In previous articles, I have identified 5 Critical Success Factors for Initiating Master Data Management at your organization, and delved more deeply into the first of these: the creation of a new system which intentionally avoids creating another silo of information.  The second critical success factor is to recognize that MDM tools work best when kept separate from the sources of master data.  A prime example of this is CRM.  Customer Relationship Management (CRM) solutions are often a key topic in my discussions with clients, chiefly with respect to a proposed Customer MDM solution.   I’m going to use CRM to demonstrate why organizations fail to implement Data Governance when they elect to integrate MDM processing into an existing operational system.
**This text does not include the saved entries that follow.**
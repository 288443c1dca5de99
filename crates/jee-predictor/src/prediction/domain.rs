use crate::colleges::CollegeMatch;
use crate::estimation::{
    Category, EligibilityVerdict, RankModelKind, SubjectPercentiles, SUBJECT_MAX_MARKS,
};
use chrono::{DateTime, Utc};
use serde::{Deserialize, Serialize};

/// Maximum total marks on the paper (three subjects of 100).
pub const TOTAL_MAX_MARKS: f64 = 300.0;

/// Marks as entered by the student.
#[derive(Debug, Clone, Copy, PartialEq, Serialize, Deserialize)]
#[serde(tag = "kind", rename_all = "snake_case")]
pub enum MarksInput {
    Subjects {
        physics: f64,
        chemistry: f64,
        mathematics: f64,
    },
    Total {
        total: f64,
    },
}

impl MarksInput {
    pub fn total(&self) -> f64 {
        match *self {
            MarksInput::Subjects {
                physics,
                chemistry,
                mathematics,
            } => physics + chemistry + mathematics,
            MarksInput::Total { total } => total,
        }
    }

    /// Field name, value and maximum for each entered figure.
    pub(crate) fn fields(&self) -> Vec<(&'static str, f64, f64)> {
        match *self {
            MarksInput::Subjects {
                physics,
                chemistry,
                mathematics,
            } => vec![
                ("physics", physics, SUBJECT_MAX_MARKS),
                ("chemistry", chemistry, SUBJECT_MAX_MARKS),
                ("mathematics", mathematics, SUBJECT_MAX_MARKS),
            ],
            MarksInput::Total { total } => vec![("total", total, TOTAL_MAX_MARKS)],
        }
    }
}

/// One calculation request. `total_candidates` overrides the configured
/// candidate count when present.
#[derive(Debug, Clone, PartialEq, Serialize, Deserialize)]
pub struct PredictionRequest {
    pub marks: MarksInput,
    #[serde(default = "default_category")]
    pub category: Category,
    #[serde(default, skip_serializing_if = "Option::is_none")]
    pub session: Option<String>,
    #[serde(default, skip_serializing_if = "Option::is_none")]
    pub home_state: Option<String>,
    #[serde(default, skip_serializing_if = "Option::is_none")]
    pub total_candidates: Option<u32>,
}

fn default_category() -> Category {
    Category::General
}

impl PredictionRequest {
    pub fn from_subjects(physics: f64, chemistry: f64, mathematics: f64) -> Self {
        Self::new(MarksInput::Subjects {
            physics,
            chemistry,
            mathematics,
        })
    }

    pub fn from_total(total: f64) -> Self {
        Self::new(MarksInput::Total { total })
    }

    fn new(marks: MarksInput) -> Self {
        Self {
            marks,
            category: Category::General,
            session: None,
            home_state: None,
            total_candidates: None,
        }
    }

    pub fn with_category(mut self, category: Category) -> Self {
        self.category = category;
        self
    }

    pub fn with_session(mut self, session: impl Into<String>) -> Self {
        self.session = Some(session.into());
        self
    }

    pub fn with_home_state(mut self, home_state: impl Into<String>) -> Self {
        self.home_state = Some(home_state.into());
        self
    }

    pub fn with_total_candidates(mut self, total_candidates: u32) -> Self {
        self.total_candidates = Some(total_candidates);
        self
    }
}

/// Everything computed for one request. Built fresh per calculation.
#[derive(Debug, Clone, PartialEq, Serialize, Deserialize)]
pub struct PredictionResult {
    pub total_marks: f64,
    pub max_marks: f64,
    pub percentile: f64,
    #[serde(default, skip_serializing_if = "Option::is_none")]
    pub subject_percentiles: Option<SubjectPercentiles>,
    pub rank: u32,
    pub total_candidates: u32,
    pub rank_model: RankModelKind,
    pub category: Category,
    pub category_rank: u32,
    pub eligibility: EligibilityVerdict,
    pub colleges: Vec<CollegeMatch>,
    pub session: Option<String>,
    /// Session table actually used; `None` means the default table.
    pub session_table: Option<String>,
    pub home_state: Option<String>,
    pub reference_version: String,
    pub computed_at: DateTime<Utc>,
}

#[cfg(test)]
mod tests {
    use super::*;

    #[test]
    fn request_json_uses_tagged_marks() {
        let request: PredictionRequest = serde_json::from_str(
            r#"{
                "marks": {"kind": "subjects", "physics": 80, "chemistry": 85, "mathematics": 90},
                "category": "OBC-NCL",
                "home_state": "Kerala"
            }"#,
        )
        .expect("valid request");

        assert_eq!(request.marks.total(), 255.0);
        assert_eq!(request.category, Category::Obc);
        assert_eq!(request.home_state.as_deref(), Some("Kerala"));
        assert!(request.session.is_none());
    }

    #[test]
    fn category_defaults_to_general() {
        let request: PredictionRequest =
            serde_json::from_str(r#"{"marks": {"kind": "total", "total": 180}}"#)
                .expect("valid request");
        assert_eq!(request.category, Category::General);
        assert_eq!(request, PredictionRequest::from_total(180.0));
    }
}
It can be enticing to think of CRM as a good place to “do” Customer MDM.   Modern CRM systems are built from the ground up to promote data quality.  Modern CRM solutions have an extensible data model, making it easy to add data from other systems.    Customer data often starts in CRM: following the “Garbage In, Garbage Out” maxim, it seems important to get it right there first.  Finally, software vendors often claim to have an integrated MDM component, for Customers, Products, Vendors and others.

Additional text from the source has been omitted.